Se não bastasse o crescimento de casos de dengue e chikungunya no Brasil, os casos de infecção simultânea pelos dois vírus, uma condição que se considerava rara, tiveram um aumento tão expressivo que surpreendeu cientistas. Uma análise de vigilância genômica e epidemiológica de arboviroses (doenças transmitidas por mosquitos) realizada no país revelou que os casos de chikungunya aumentaram sete vezes e os de dengue, três vezes, em 2023 em relação a 2022.
Porém, o que impressiona é a taxa de 11% de casos de pessoas infectadas ao mesmo tempo em Minas Gerais pelos dois vírus, percentual considerado muito alto e cujas causas e consequências ainda não são bem conhecidas.
O coordenador do estudo, Renato Santana, pesquisador do Departamento de Genética, Ecologia e Evolução da Universidade Federal de Minas Gerais (UFMG), diz que as taxas de coinfecção no Brasil, em ocasiões em que aconteceram picos de dengue, chikungunya e zika, ficaram em 2%.
— O que observamos este ano de fato é uma taxa elevada — ressalta Santana.
Nos casos de coinfecção por dengue e chikungunya, a primeira parece levar a melhor na batalha para dominar o corpo da pessoa infectada. A carga viral (a quantidade de vírus) do vírus da dengue é maior nesses pacientes. Uma possibilidade é que os vírus da dengue consigam interferir na replicação do vírus chikungunya. Mas, por ora, tudo isso é hipótese. Os pesquisadores farão estudos em modelos animais para ver se há alteração nos sintomas, se existe interação entre os vírus e em que medida isso altera o quadro clínico.
Casos de coinfecção, por serem raros no passado, não são bem conhecidos e muito ainda se precisa investigar sobre sua evolução e gravidade. Não existem indícios de que sejam mais graves.
O estudo de vigilância testou até agora as amostras para a identificação do vírus. E, por isso, a e evolução e desfecho clínico dos casos ainda não foi avaliada. Mas todos os pacientes com coinfecção estão sendo acompanhados.
No entanto, pesquisas realizadas por cientistas da Índia, país com grande incidência de ambas as doenças, mostram que a febre é um denominador comum. As dores nas articulações afetam cerca de 80% dos pacientes com ambos os vírus. E mais de 70% sofrem baixa nas plaquetas sanguíneas (trombocitopenia).
O estudo brasileiro foi realizado pela Universidade Federal de Minas Gerais (UFMG) em parceria com o setor de Pesquisa e Desenvolvimento do Laboratório Hermes Pardini/Grupo Fleury e analisou 62.000 diagnósticos de síndromes febris, realizados em 2022 e 2023. As amostras representam todas as regiões do país e vieram dos estados de 14 estados, incluindo os quatros mais populosos, São Paulo, Minas Gerais, Rio de Janeiro e Bahia.

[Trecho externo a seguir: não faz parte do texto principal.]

//! Fusion state block and measurement pipeline

use crate::buffer::VectorBuffer;
use crate::direction;
use crate::error::FusionError;
use crate::fixed::to_q16;
use crate::offset::OffsetEstimator;
use crate::persist::CalibrationRecord;
use crate::types::{
    CalibrationSource, CompassSettings, Orientation, SensorKind, SensorSample, VectorKind,
};
use nalgebra::Vector3;

/// Raw-history depth per channel
pub(crate) const HISTORY_DEPTH: usize = 8;

/// Averaging window used by the fusion pipeline
pub(crate) const AVERAGE_WINDOW: usize = 4;

/// Accuracy reported for acceleration and orientation reads
const FIXED_STATUS: i32 = 3;

/// The aggregate fusion state for one device
///
/// Holds the per-channel sample buffers, the offset estimator, the
/// last-computed vectors and orientation, and the accuracy status. One
/// instance exists per [`FusionHandle`](crate::FusionHandle) and is only
/// ever reached through its lock.
#[derive(Debug)]
pub(crate) struct FusionState {
    settings: CompassSettings,
    /// Raw magnetometer history in µT
    mag_raw: VectorBuffer<HISTORY_DEPTH>,
    /// Offset-corrected magnetometer history
    mag_corrected: VectorBuffer<HISTORY_DEPTH>,
    /// Offset-corrected accelerometer history in m/s²
    acc_corrected: VectorBuffer<HISTORY_DEPTH>,
    /// Magnetometer offset and sensitivity estimator
    estimator: OffsetEstimator,
    /// Accelerometer offset, zero in this build
    acc_offset: Vector3<f32>,
    /// Accelerometer per-axis sensitivity, unit in this build
    acc_sensitivity: Vector3<f32>,
    /// Last averaged, corrected magnetic field in µT
    field: Vector3<f32>,
    /// Last averaged acceleration in m/s²
    acceleration: Vector3<f32>,
    /// Last solved orientation in degrees
    orientation: Orientation,
    /// Canary counter, bumped as the last store of every mutating operation
    revision: u64,
}

impl FusionState {
    /// Create a zeroed state block
    pub(crate) fn new(settings: CompassSettings) -> Self {
        Self {
            settings,
            mag_raw: VectorBuffer::new(),
            mag_corrected: VectorBuffer::new(),
            acc_corrected: VectorBuffer::new(),
            estimator: OffsetEstimator::new(settings),
            acc_offset: Vector3::zeros(),
            acc_sensitivity: Vector3::repeat(1.0),
            field: Vector3::zeros(),
            acceleration: Vector3::zeros(),
            orientation: Orientation::default(),
            revision: 0,
        }
    }

    /// Begin a measurement session
    ///
    /// Restores a persisted offset when a record is supplied, otherwise
    /// loads built-in defaults. The estimator's convergence bookkeeping is
    /// cold-restarted either way.
    pub(crate) fn start_measurement(
        &mut self,
        record: Option<CalibrationRecord>,
    ) -> CalibrationSource {
        self.mag_raw.clear();
        self.mag_corrected.clear();
        self.acc_corrected.clear();
        self.field = Vector3::zeros();
        self.acceleration = Vector3::zeros();
        self.orientation = Orientation::default();

        let source = match record {
            Some(record) => {
                self.estimator.restore(record.offset);
                CalibrationSource::Restored
            }
            None => {
                self.estimator.reset();
                CalibrationSource::Defaulted
            }
        };

        self.revision = self.revision.wrapping_add(1);
        source
    }

    /// Snapshot the persistable subset of the calibration state
    pub(crate) fn calibration_record(&self) -> CalibrationRecord {
        CalibrationRecord {
            offset: self.estimator.offset(),
        }
    }

    /// Route one sample into its channel
    ///
    /// Gyroscope samples report [`FusionError::NotSupported`]; state already
    /// updated by earlier samples in a batch is left intact.
    pub(crate) fn apply_sample(&mut self, sample: &SensorSample) -> Result<(), FusionError> {
        let vector = Vector3::new(
            crate::fixed::from_q16(sample.vector[0]),
            crate::fixed::from_q16(sample.vector[1]),
            crate::fixed::from_q16(sample.vector[2]),
        );

        match sample.kind {
            SensorKind::Magnetometer => {
                self.ingest_mag(vector);
                self.revision = self.revision.wrapping_add(1);
                Ok(())
            }
            SensorKind::Accelerometer => {
                self.ingest_acc(vector);
                self.revision = self.revision.wrapping_add(1);
                Ok(())
            }
            SensorKind::Gyroscope => Err(FusionError::NotSupported),
        }
    }

    /// Magnetometer ingest: buffer, estimate, renormalize, average
    fn ingest_mag(&mut self, raw: Vector3<f32>) {
        self.mag_raw.push(raw);
        self.estimator.update(raw);

        // Renormalize the whole corrected history with the current offset
        // and sensitivity so a refit retroactively applies to buffered data.
        let estimator = &self.estimator;
        let corrected = &mut self.mag_corrected;
        corrected.clear();
        for v in self.mag_raw.iter() {
            corrected.push(estimator.correct(v));
        }

        if let Ok(average) = self.mag_corrected.average(AVERAGE_WINDOW) {
            self.field = average;
            // A field this strong cannot be geomagnetic; the estimate is
            // being dominated by interference.
            if self.field.norm() > self.settings.geomag_max {
                self.estimator.demote();
            }
        }
    }

    /// Accelerometer ingest: correct and average
    fn ingest_acc(&mut self, raw: Vector3<f32>) {
        let corrected = (raw - self.acc_offset).component_div(&self.acc_sensitivity);
        self.acc_corrected.push(corrected);

        if let Ok(average) = self.acc_corrected.average(AVERAGE_WINDOW) {
            self.acceleration = average;
        }
    }

    /// Run the averager and direction solver over the buffered windows
    pub(crate) fn compute_fusion(&mut self) -> Result<(), FusionError> {
        let magnetic = self.mag_corrected.average(AVERAGE_WINDOW)?;
        let gravity = self.acc_corrected.average(AVERAGE_WINDOW)?;

        let orientation =
            direction::solve(magnetic, gravity).map_err(|_| FusionError::ComputeFailed)?;

        self.orientation = orientation;
        self.revision = self.revision.wrapping_add(1);
        Ok(())
    }

    /// Copy the last-computed vector of the requested kind into `out`
    ///
    /// Fails with [`FusionError::InvalidArgument`] when `out` is smaller
    /// than the kind's fixed width, leaving `out` untouched. Returns the
    /// accuracy status for the vector.
    pub(crate) fn get_vector(
        &self,
        kind: VectorKind,
        out: &mut [i32],
    ) -> Result<i32, FusionError> {
        if matches!(kind, VectorKind::AngularRate | VectorKind::Quaternion) {
            return Err(FusionError::NotSupported);
        }

        if out.len() < kind.width() {
            return Err(FusionError::InvalidArgument);
        }

        match kind {
            VectorKind::Magnetic => {
                let bias = self.estimator.offset();
                for i in 0..3 {
                    out[i] = to_q16(self.field[i]);
                    out[i + 3] = to_q16(bias[i]);
                }
                Ok(self.estimator.accuracy())
            }
            VectorKind::Acceleration => {
                for i in 0..3 {
                    out[i] = to_q16(self.acceleration[i]);
                }
                Ok(FIXED_STATUS)
            }
            VectorKind::Orientation => {
                out[0] = to_q16(self.orientation.azimuth);
                out[1] = to_q16(self.orientation.pitch);
                out[2] = to_q16(self.orientation.roll);
                Ok(FIXED_STATUS)
            }
            VectorKind::AngularRate | VectorKind::Quaternion => Err(FusionError::NotSupported),
        }
    }

    /// Reset calibration confidence and discard the in-memory estimate
    pub(crate) fn force_recalibration(&mut self) {
        self.estimator.reset();
        self.revision = self.revision.wrapping_add(1);
    }

    /// Calibration confidence in [0, 3]
    pub(crate) fn accuracy(&self) -> i32 {
        self.estimator.accuracy()
    }

    /// Canary counter for torn-write detection in tests
    pub(crate) fn revision(&self) -> u64 {
        self.revision
    }
}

Foram aplicados testes moleculares e sorológicos (anticorpos). As amostras foram coletadas entre a primeira e a trigésima semana epidemiológica (de 1 de janeiro a 29 de julho) de cada ano, o período do ano com pico de casos de arboviroses.
— A cocirculação dos dois vírus e as altas taxas de casos de coinfecção evidenciam a importância de reforçar o combate do transmissor dessas doenças, o Aedes aegypti. A alta de taxa de coinfecção sugere que o mosquito está circulando com os dois vírus — ressalta Renato Santana.
A multiplicação de casos é resultado de uma combinação de fatores. Entre eles estão os altos índices pluviométricos em 2022-2023, o aumento da infestação por mosquitos e a interrupção das campanhas de combate ao Aedes aegypti durante a pandemia de Covid-19. Tudo isso favoreceu a propagação da dengue e da chikungunya.
— É certo que isso significa que há muito vírus e mosquito circulando — destaca Santana, cuja pesquisa teve o financiamento do Instituto Todos pela Saúde (ITPs) e Ministério da Ciência e Tecnologia.
Entenda: pró-drogas 'permanecem no organismo por mais tempo' que entorpecentes comuns, explica especialista
Ele salienta que o diagnóstico clínico não distingue as duas doenças com precisão. A chikungunya costumava a ser associada à artralgia, isto é, dor nas articulações. Mas a situação mudou.
— Estão aparecendo casos de chikungunya sem artralgia e, por isso, os exames laboratoriais são fundamentais — diz o cientista.
Santana diz que o exame laboratorial é fundamental para identificar os vírus em circulação. Segundo ele, já existem exames que testam simultaneamente para dengue, chikungunya e zika. Em breve, outros três arbovírus —o da febre amarela, o mayaro e o oropouche— serão incluídos em painéis de diagnóstico produzidos por Biomanguinhos/Fiocruz.